Céline craignait les visiteurs, il vivait comme un petit rentier, derrière une vitre, dans un fauteuil, assis sur des couvertures, les pieds emmitouflés et enfoncés dans des pantoufles énormes. Il écrivait tous les jours, jusqu'à 4 heures de l'après-midi. En arrivant, on demandait si le docteur était là. Il réagissait mieux quand on l'appelait docteur. Ce qui frappait, c'était son regard. Il avait cet oeil que la photo rend mal, un oeil bleu, malin, blasé, à la paupière floue, avec des éclairs, de l'amertume, de la ruse.

Quand il se sentait observé, il lui arrivait, pendant de longs moments, de parler comme un livre. Il y avait aussi des creux, durant lesquels il continuait à émettre de façon fragmentée. Si on ne l'interrompait pas ou si on ne le relançait pas par une question, il allait seul, oubliant le micro, dressant ses grands bras pour remplacer un mot ou une phrase, pour occuper le silence, puis il les laissait retomber sur ses genoux.

En allant l'interroger, je cherchais des influences de style dans ses lectures, des modèles. La Fontaine, principalement ; Mme de Sévigné aussi : les épistoliers sont à mi-chemin entre l'oral et l'écrit. Bien sûr qu'il avait à dire sur la Sévigné ! Les deux mains s'élèvent comme deux crabes à l'envers :

"Dans la Sévigné, on sent comme un tremblement de velours..."

Les autres stylistes y passent à leur tour. Stendhal ? Un pisse-froid Proust ? Il n'avait pas beaucoup de style, il était malade. Saint-Simon ? De premier ordre, mais emmerdant à cause de ses nobles ; il y a trop de nobles, c'est la barbe.

Mais c'était lui que je cherchais. À l'audition de la bande, sans les gestes, sans rien d'autre que ce qui est enregistré, l'évocation est encore vive et drôle, mais partielle. La langue orale, par son intonation, son accentuation, son rythme, conserve encore suffisamment de traits non équivoques. Mais le texte transcrit de ce que Céline disait est illisible. Il fallait être Céline pour transcoder son propre discours.
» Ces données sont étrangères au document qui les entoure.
//! Execution context forwarded to event actions.

use crate::core::EventError;
use std::time::{Duration, Instant};
use tokio_util::sync::CancellationToken;
use uuid::Uuid;

/// Cancellation-aware context passed through dispatch to an event's action.
///
/// The engine forwards the context verbatim and never inspects it. Actions
/// that want to honour cancellation or a deadline check it themselves,
/// usually via [`DispatchContext::check`].
///
/// # Example
///
/// ```rust
/// use fsm_engine::DispatchContext;
/// use std::time::Duration;
///
/// let ctx = DispatchContext::new().with_timeout(Duration::from_secs(5));
/// assert!(ctx.check().is_ok());
///
/// ctx.cancel();
/// assert!(ctx.is_cancelled());
/// assert!(ctx.check().is_err());
/// ```
#[derive(Clone, Debug)]
pub struct DispatchContext {
    token: CancellationToken,
    deadline: Option<Instant>,
    trace_id: Uuid,
}

impl DispatchContext {
    /// Fresh context: new cancellation token, new trace id, no deadline.
    pub fn new() -> Self {
        Self {
            token: CancellationToken::new(),
            deadline: None,
            trace_id: Uuid::new_v4(),
        }
    }

    /// Use an existing cancellation token, e.g. one owned by a server's
    /// shutdown handler.
    pub fn with_token(mut self, token: CancellationToken) -> Self {
        self.token = token;
        self
    }

    pub fn with_deadline(mut self, deadline: Instant) -> Self {
        self.deadline = Some(deadline);
        self
    }

    /// Set the deadline `timeout` from now. A timeout too large to
    /// represent as an `Instant` leaves the context without a deadline.
    pub fn with_timeout(mut self, timeout: Duration) -> Self {
        self.deadline = Instant::now().checked_add(timeout);
        self
    }

    pub fn with_trace_id(mut self, trace_id: Uuid) -> Self {
        self.trace_id = trace_id;
        self
    }

    /// Derive a context that is cancelled with this one but can also be
    /// cancelled on its own. Deadline and trace id are inherited.
    pub fn child(&self) -> Self {
        Self {
            token: self.token.child_token(),
            deadline: self.deadline,
            trace_id: self.trace_id,
        }
    }

    pub fn cancel(&self) {
        self.token.cancel();
    }

    pub fn is_cancelled(&self) -> bool {
        self.token.is_cancelled()
    }

    /// Resolves once the context is cancelled.
    pub async fn cancelled(&self) {
        self.token.cancelled().await
    }

    pub fn token(&self) -> &CancellationToken {
        &self.token
    }

    pub fn deadline(&self) -> Option<Instant> {
        self.deadline
    }

    pub fn is_expired(&self) -> bool {
        self.deadline.is_some_and(|d| Instant::now() >= d)
    }

    /// Time left before the deadline, `None` when there is no deadline.
    pub fn remaining(&self) -> Option<Duration> {
        self.deadline
            .map(|d| d.saturating_duration_since(Instant::now()))
    }

    pub fn trace_id(&self) -> Uuid {
        self.trace_id
    }

    /// Fail fast if the context is cancelled or past its deadline.
    pub fn check(&self) -> Result<(), EventError> {
        if self.is_cancelled() {
            return Err(EventError::cancelled());
        }
        if self.is_expired() {
            return Err(EventError::deadline_exceeded());
        }
        Ok(())
    }
}

impl Default for DispatchContext {
    fn default() -> Self {
        Self::new()
    }
}

#[cfg(test)]
mod tests {
    use super::*;

    #[test]
    fn fresh_context_is_live() {
        let ctx = DispatchContext::new();

        assert!(!ctx.is_cancelled());
        assert!(!ctx.is_expired());
        assert_eq!(ctx.deadline(), None);
        assert_eq!(ctx.remaining(), None);
        assert!(ctx.check().is_ok());
    }

    #[test]
    fn each_context_gets_its_own_trace_id() {
        assert_ne!(DispatchContext::new().trace_id(), DispatchContext::new().trace_id());

        let id = Uuid::new_v4();
        assert_eq!(DispatchContext::new().with_trace_id(id).trace_id(), id);
    }

    #[test]
    fn cancel_reaches_children_but_not_parents() {
        let parent = DispatchContext::new();
        let child = parent.child();
        let sibling = parent.child();

        assert_eq!(child.trace_id(), parent.trace_id());

        sibling.cancel();
        assert!(sibling.is_cancelled());
        assert!(!parent.is_cancelled());
        assert!(!child.is_cancelled());

        parent.cancel();
        assert!(child.is_cancelled());
        assert_eq!(child.check(), Err(EventError::cancelled()));
    }

    #[test]
    fn past_deadline_is_expired() {
        let ctx = DispatchContext::new().with_deadline(Instant::now());

        assert!(ctx.is_expired());
        assert_eq!(ctx.remaining(), Some(Duration::ZERO));
        assert_eq!(ctx.check(), Err(EventError::deadline_exceeded()));
    }

    #[test]
    fn future_deadline_leaves_time() {
        let ctx = DispatchContext::new().with_timeout(Duration::from_secs(60));

        assert!(!ctx.is_expired());
        assert!(ctx.remaining().unwrap() > Duration::from_secs(30));
    }

    #[test]
    fn unrepresentable_timeout_means_no_deadline() {
        let ctx = DispatchContext::new().with_timeout(Duration::MAX);

        assert_eq!(ctx.deadline(), None);
        assert!(!ctx.is_expired());
        assert!(ctx.check().is_ok());
    }

    #[test]
    fn shared_token_cancels_context() {
        let token = CancellationToken::new();
        let ctx = DispatchContext::new().with_token(token.clone());

        token.cancel();
        assert!(ctx.is_cancelled());
    }

    #[tokio::test]
    async fn cancelled_resolves_after_cancel() {
        let ctx = DispatchContext::new();
        let waiter = ctx.clone();

        let handle = tokio::spawn(async move { waiter.cancelled().await });
        ctx.cancel();

        handle.await.unwrap();
        assert!(ctx.is_cancelled());
    }
}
D'abord, il y a les silences. Ce sont des tunnels, et c'est de là, je crois, qu'il faut partir. Entre les moments où Céline cesse d'émettre des sons articulés et ceux où il reprend, la signification continue. Un exemple ? À propos de Villon, il dit : "Il ramène tout d'un coup, n'est-ce pas, des mélancolies qui viennent de loin... Qui sont bien au-dessus, au fond de la nature humaine, qui n'a pas cette qualité, n'est-ce pas..." Je note par des points de suspension ce qui me semble être un silence de dérive, là où Céline change de route. Et je note par une virgule ce qui me semble être un silence de reprise, là où, tandis que le silence se déroule. Céline continue dans la même direction. Dans un cas comme dans l'autre, le silence est un trait de la syntaxe célinienne : la signification continue dessous.

Auteur: Guénot Jean

Info: De la parole à l'écriture, article dans le journal Le Monde du 15 février 1969

[ écrivains français ]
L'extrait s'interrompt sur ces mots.